US 11,868,230 B2
Automated unsupervised machine learning utilizing meta-learning
Saket K. Sathe, Armonk, NY (US); Long Vu, Chappaqua, NY (US); Peter Daniel Kirchner, Putnam Valley, NY (US); and Horst Cornelius Samulowitz, Armonk, NY (US)
Assigned to International Business Machines Corporation, Armonk, NY (US)
Filed by International Business Machines Corporation, Armonk, NY (US)
Filed on Mar. 11, 2022, as Appl. No. 17/692,268.
Prior Publication US 2023/0289277 A1, Sep. 14, 2023
Int. Cl. G06F 11/34 (2006.01); G06N 20/00 (2019.01)

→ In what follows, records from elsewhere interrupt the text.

//! WASM bindings for textmap.
//!
//! Exposes the three mapping primitives (`getSource`, `getCursor`,
//! `setCursor`) and the compound edits built on them to the JavaScript side
//! of a controller.

mod actions;
mod mapper;
mod types;

pub use actions::*;
pub use mapper::*;
pub use types::*;

use tracing::Level;
use tracing::subscriber::set_global_default;
use tracing_subscriber::layer::SubscriberExt;
use tracing_subscriber::{EnvFilter, Registry};
use wasm_bindgen::prelude::*;

/// Initialize panic hook and console logging.
#[wasm_bindgen(start)]
pub fn init() {
    console_error_panic_hook::set_once();

    let console_level = if cfg!(debug_assertions) {
        Level::DEBUG
    } else {
        Level::INFO
    };

    let wasm_layer = tracing_wasm::WASMLayer::new(
        tracing_wasm::WASMLayerConfigBuilder::new()
            .set_max_level(console_level)
            .build(),
    );

    let filter = EnvFilter::new("info,textmap=debug");
    let reg = Registry::default().with(filter).with(wasm_layer);

    let _ = set_global_default(reg);
}
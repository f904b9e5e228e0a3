//! Read-only document tree abstraction.
//!
//! The engine never owns the document. Hosts (the browser DOM, the in-memory
//! `MemTree`, anything else) implement `DocumentTree` over their own node
//! handles and the engine walks it at call time.

use std::borrow::Cow;
use std::fmt;

use crate::classify::Classifier;

/// The coarse type of a node, as far as linearization cares.
#[derive(Debug, Clone, Copy, PartialEq, Eq)]
pub enum NodeType {
    /// Holds character data.
    Text,
    /// Holds a tag, attributes and ordered children.
    Element,
    /// Comments, processing instructions, doctype, document roots.
    /// Contributes nothing but may still have children to walk.
    Other,
}

/// A tree of text and element nodes owned by the host document.
///
/// Child order is significant: it is the traversal order.
pub trait DocumentTree {
    /// Handle to a node. Equality must be node identity.
    type Node: Clone + PartialEq + fmt::Debug;

    /// Coarse node type.
    fn node_type(&self, node: &Self::Node) -> NodeType;

    /// Tag name for elements, None otherwise. Case is not normalized.
    fn tag_name(&self, node: &Self::Node) -> Option<Cow<'_, str>>;

    /// Character data for text nodes, None otherwise.
    fn text(&self, node: &Self::Node) -> Option<Cow<'_, str>>;

    /// Attribute value for elements, None if absent or not an element.
    fn attribute(&self, node: &Self::Node, name: &str) -> Option<Cow<'_, str>>;

    /// Parent node, None at the root.
    fn parent(&self, node: &Self::Node) -> Option<Self::Node>;

    /// Ordered children.
    fn children(&self, node: &Self::Node) -> Vec<Self::Node>;

    /// Index of `node` among its parent's children.
    fn index_in_parent(&self, node: &Self::Node) -> Option<usize> {
        let parent = self.parent(node)?;
        self.children(&parent).iter().position(|c| c == node)
    }
}

/// Walk upward from `start` (inclusive) to the nearest editable element.
///
/// Returns None when nothing above `start` is editable. That is the normal
/// "nothing to edit" outcome, not an error.
pub fn find_editable_anchor<T: DocumentTree>(
    tree: &T,
    classifier: &Classifier,
    start: &T::Node,
) -> Option<T::Node> {
    let mut current = Some(start.clone());
    while let Some(node) = current {
        if classifier.is_editable(tree, &node) {
            return Some(node);
        }
        current = tree.parent(&node);
    }
    tracing::debug!(target: "textmap::anchor", start = ?start, "no editable anchor above node");
    None
}

#[cfg(test)]
mod tests {
    use super::*;
    use crate::mem::MemTree;

    #[test]
    fn test_anchor_from_text_node() {
        let tree = MemTree::parse_xhtml(
            r#"<body><div id="ed" contenteditable="true"><p><b>deep</b></p></div></body>"#,
        )
        .unwrap();
        let classifier = Classifier::default();
        let text = tree.find_text("deep").unwrap();
        let anchor = find_editable_anchor(&tree, &classifier, &text);
        assert_eq!(anchor, tree.find_by_id("ed"));
    }

    #[test]
    fn test_anchor_is_self() {
        let tree =
            MemTree::parse_xhtml(r#"<div id="ed" contenteditable="">x</div>"#).unwrap();
        let classifier = Classifier::default();
        let ed = tree.find_by_id("ed").unwrap();
        assert_eq!(find_editable_anchor(&tree, &classifier, &ed), Some(ed));
    }

    #[test]
    fn test_no_anchor() {
        let tree = MemTree::parse_xhtml(r#"<div><p id="p">static</p></div>"#).unwrap();
        let classifier = Classifier::default();
        let p = tree.find_by_id("p").unwrap();
        assert_eq!(find_editable_anchor(&tree, &classifier, &p), None);
    }

    #[test]
    fn test_non_editable_island_walks_past() {
        let tree = MemTree::parse_xhtml(
            r#"<div id="ed" contenteditable="true"><span contenteditable="false">chip</span></div>"#,
        )
        .unwrap();
        let classifier = Classifier::default();
        let chip = tree.find_text("chip").unwrap();
        assert_eq!(
            find_editable_anchor(&tree, &classifier, &chip),
            tree.find_by_id("ed")
        );
    }

    #[test]
    fn test_index_in_parent() {
        let tree = MemTree::parse_xhtml(r#"<div><a id="a"/><b id="b"/></div>"#).unwrap();
        let b = tree.find_by_id("b").unwrap();
        assert_eq!(tree.index_in_parent(&b), Some(1));
        assert_eq!(tree.index_in_parent(&tree.root()), None);
    }
}
//! `DocumentTree` over the live DOM.
//!
//! Node handles are `web_sys::Node`; equality is JS identity. Nothing is
//! cached, every call reads the document as it is right now.

use std::borrow::Cow;

use wasm_bindgen::JsCast;
use web_sys::{Element, Node};

use textmap_core::{DocumentTree, NodeType};

/// The browser document as a `DocumentTree`.
#[derive(Debug, Clone, Copy, Default)]
pub struct DomTree;

impl DocumentTree for DomTree {
    type Node = Node;

    fn node_type(&self, node: &Node) -> NodeType {
        match node.node_type() {
            Node::TEXT_NODE | Node::CDATA_SECTION_NODE => NodeType::Text,
            Node::ELEMENT_NODE => NodeType::Element,
            _ => NodeType::Other,
        }
    }

    fn tag_name(&self, node: &Node) -> Option<Cow<'_, str>> {
        node.dyn_ref::<Element>()
            .map(|element| Cow::Owned(element.tag_name()))
    }

    fn text(&self, node: &Node) -> Option<Cow<'_, str>> {
        if self.node_type(node) != NodeType::Text {
            return None;
        }
        node.node_value().map(Cow::Owned)
    }

    fn attribute(&self, node: &Node, name: &str) -> Option<Cow<'_, str>> {
        node.dyn_ref::<Element>()?
            .get_attribute(name)
            .map(Cow::Owned)
    }

    fn parent(&self, node: &Node) -> Option<Node> {
        node.parent_node()
    }

    fn children(&self, node: &Node) -> Vec<Node> {
        let list = node.child_nodes();
        (0..list.length()).filter_map(|i| list.item(i)).collect()
    }
}
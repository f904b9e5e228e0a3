//! Text to tree: find the tree positions behind linear offsets.
//!
//! Runs the same walk as extraction and counts UTF-16 units as it goes, so
//! every synthetic newline is seen exactly where extraction produced it.

use crate::classify::Classifier;
use crate::text::utf16_len;
use crate::tree::DocumentTree;
use crate::types::{LinearRange, TreePosition};
use crate::walk::{BreakKind, Flow, Halt, LineBreak, Visitor, Walker};

/// Which side of a node boundary a target prefers.
#[derive(Debug, Clone, Copy, PartialEq, Eq)]
enum Affinity {
    /// Prefer the start of the following node (carets, range starts).
    Forward,
    /// Prefer the end of the preceding text node (range ends).
    Backward,
}

#[derive(Debug)]
struct Target<N> {
    offset: usize,
    affinity: Affinity,
    found: Option<TreePosition<N>>,
}

impl<N> Target<N> {
    fn new(offset: usize, affinity: Affinity) -> Self {
        Self {
            offset,
            affinity,
            found: None,
        }
    }

    fn hits_text(&self, seen: usize, len: usize) -> bool {
        match self.affinity {
            Affinity::Forward => seen <= self.offset && self.offset < seen + len,
            Affinity::Backward => seen <= self.offset && self.offset <= seen + len,
        }
    }
}

struct Locator<N> {
    seen: usize,
    start: Target<N>,
    end: Option<Target<N>>,
    /// Most recent locatable point: end of the last text node, or just past
    /// the last synthetic newline. Where unresolved targets clamp to.
    last: TreePosition<N>,
    /// End of the last text node since the last newline.
    last_text_end: Option<TreePosition<N>>,
}

impl<N: Clone> Locator<N> {
    fn targets_mut(&mut self) -> impl Iterator<Item = &mut Target<N>> {
        std::iter::once(&mut self.start).chain(self.end.as_mut())
    }

    fn done(&self) -> Flow {
        let end_found = self.end.as_ref().is_none_or(|t| t.found.is_some());
        if self.start.found.is_some() && end_found {
            Err(Halt)
        } else {
            Ok(())
        }
    }
}

impl<N: Clone + std::fmt::Debug> Visitor<N> for Locator<N> {
    fn text(&mut self, node: &N, text: &str) -> Flow {
        let len = utf16_len(text);
        let seen = self.seen;
        for target in self.targets_mut() {
            if target.found.is_none() && target.hits_text(seen, len) {
                tracing::trace!(
                    target: "textmap::locate",
                    offset = target.offset,
                    ?node,
                    node_offset = target.offset - seen,
                    "resolved inside text node"
                );
                target.found = Some(TreePosition::new(node.clone(), target.offset - seen));
            }
        }
        self.seen += len;
        let end = TreePosition::new(node.clone(), len);
        self.last = end.clone();
        self.last_text_end = Some(end);
        self.done()
    }

    fn line_break(&mut self, brk: LineBreak<N>) -> Flow {
        let seen = self.seen;
        // A block newline follows text directly, so the caret stays in that
        // text. A manual break gets the point right before the break node.
        let before = match brk.kind {
            BreakKind::Block => self.last_text_end.take().unwrap_or(brk.before),
            BreakKind::Manual => brk.before,
        };
        for target in self.targets_mut() {
            if target.found.is_none() && target.offset == seen {
                tracing::trace!(
                    target: "textmap::locate",
                    offset = target.offset,
                    kind = ?brk.kind,
                    position = ?before,
                    "resolved at line break"
                );
                target.found = Some(before.clone());
            }
        }
        self.seen += 1;
        self.last = brk.after;
        self.last_text_end = None;
        self.done()
    }
}

/// Tree positions for a caret or range, plus the linear range they cover
/// after normalization and clamping.
#[derive(Debug, Clone, PartialEq, Eq)]
pub struct Located<N> {
    pub start: TreePosition<N>,
    pub end: TreePosition<N>,
    pub range: LinearRange,
}

impl<N: PartialEq> Located<N> {
    pub fn is_collapsed(&self) -> bool {
        self.start == self.end
    }
}

/// Find the tree positions for `start` (and `end`, for a range) inside
/// `anchor`.
///
/// `end < start` is swapped. Offsets past the end of the text clamp to the
/// last position in the anchor. Pure: installing the result as the
/// document's selection is the caller's job.
pub fn locate_offset<T: DocumentTree>(
    tree: &T,
    classifier: &Classifier,
    anchor: &T::Node,
    start: usize,
    end: Option<usize>,
) -> Located<T::Node> {
    let requested = LinearRange::new(start, end.unwrap_or(start)).normalize();
    let mut locator = Locator {
        seen: 0,
        start: Target::new(requested.start, Affinity::Forward),
        end: (!requested.is_caret()).then(|| Target::new(requested.end, Affinity::Backward)),
        last: TreePosition::new(anchor.clone(), 0),
        last_text_end: None,
    };

    Walker::new(tree, classifier, anchor).run(&mut locator);

    let total = locator.seen;
    let clamp = |target: Target<T::Node>, last: &TreePosition<T::Node>| {
        target.found.unwrap_or_else(|| {
            tracing::trace!(
                target: "textmap::locate",
                offset = target.offset,
                len = total,
                "offset past end, clamping"
            );
            last.clone()
        })
    };

    // Each unresolved end collapses onto the last located point on its own;
    // a start that did resolve keeps its place.
    let range = LinearRange::new(requested.start.min(total), requested.end.min(total));
    let start_pos = clamp(locator.start, &locator.last);
    let end_pos = match locator.end {
        Some(target) => clamp(target, &locator.last),
        None => start_pos.clone(),
    };

    Located {
        start: start_pos,
        end: end_pos,
        range,
    }
}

CPC G06F 11/3452 (2013.01) [G06F 11/3428 (2013.01); G06N 20/00 (2019.01)] 20 Claims
OG exemplary drawing
 
1. A computer-implemented method comprising:
assessing a performance of a plurality of unsupervised machine learning pipelines against a plurality of data sets;
associating the performance with meta-features corresponding to respective pipeline/data set combinations;
training a supervised meta-learning model using the associated performance and meta-features as training data; and
utilizing the trained model to identify one or more pipelines for processing an input data set.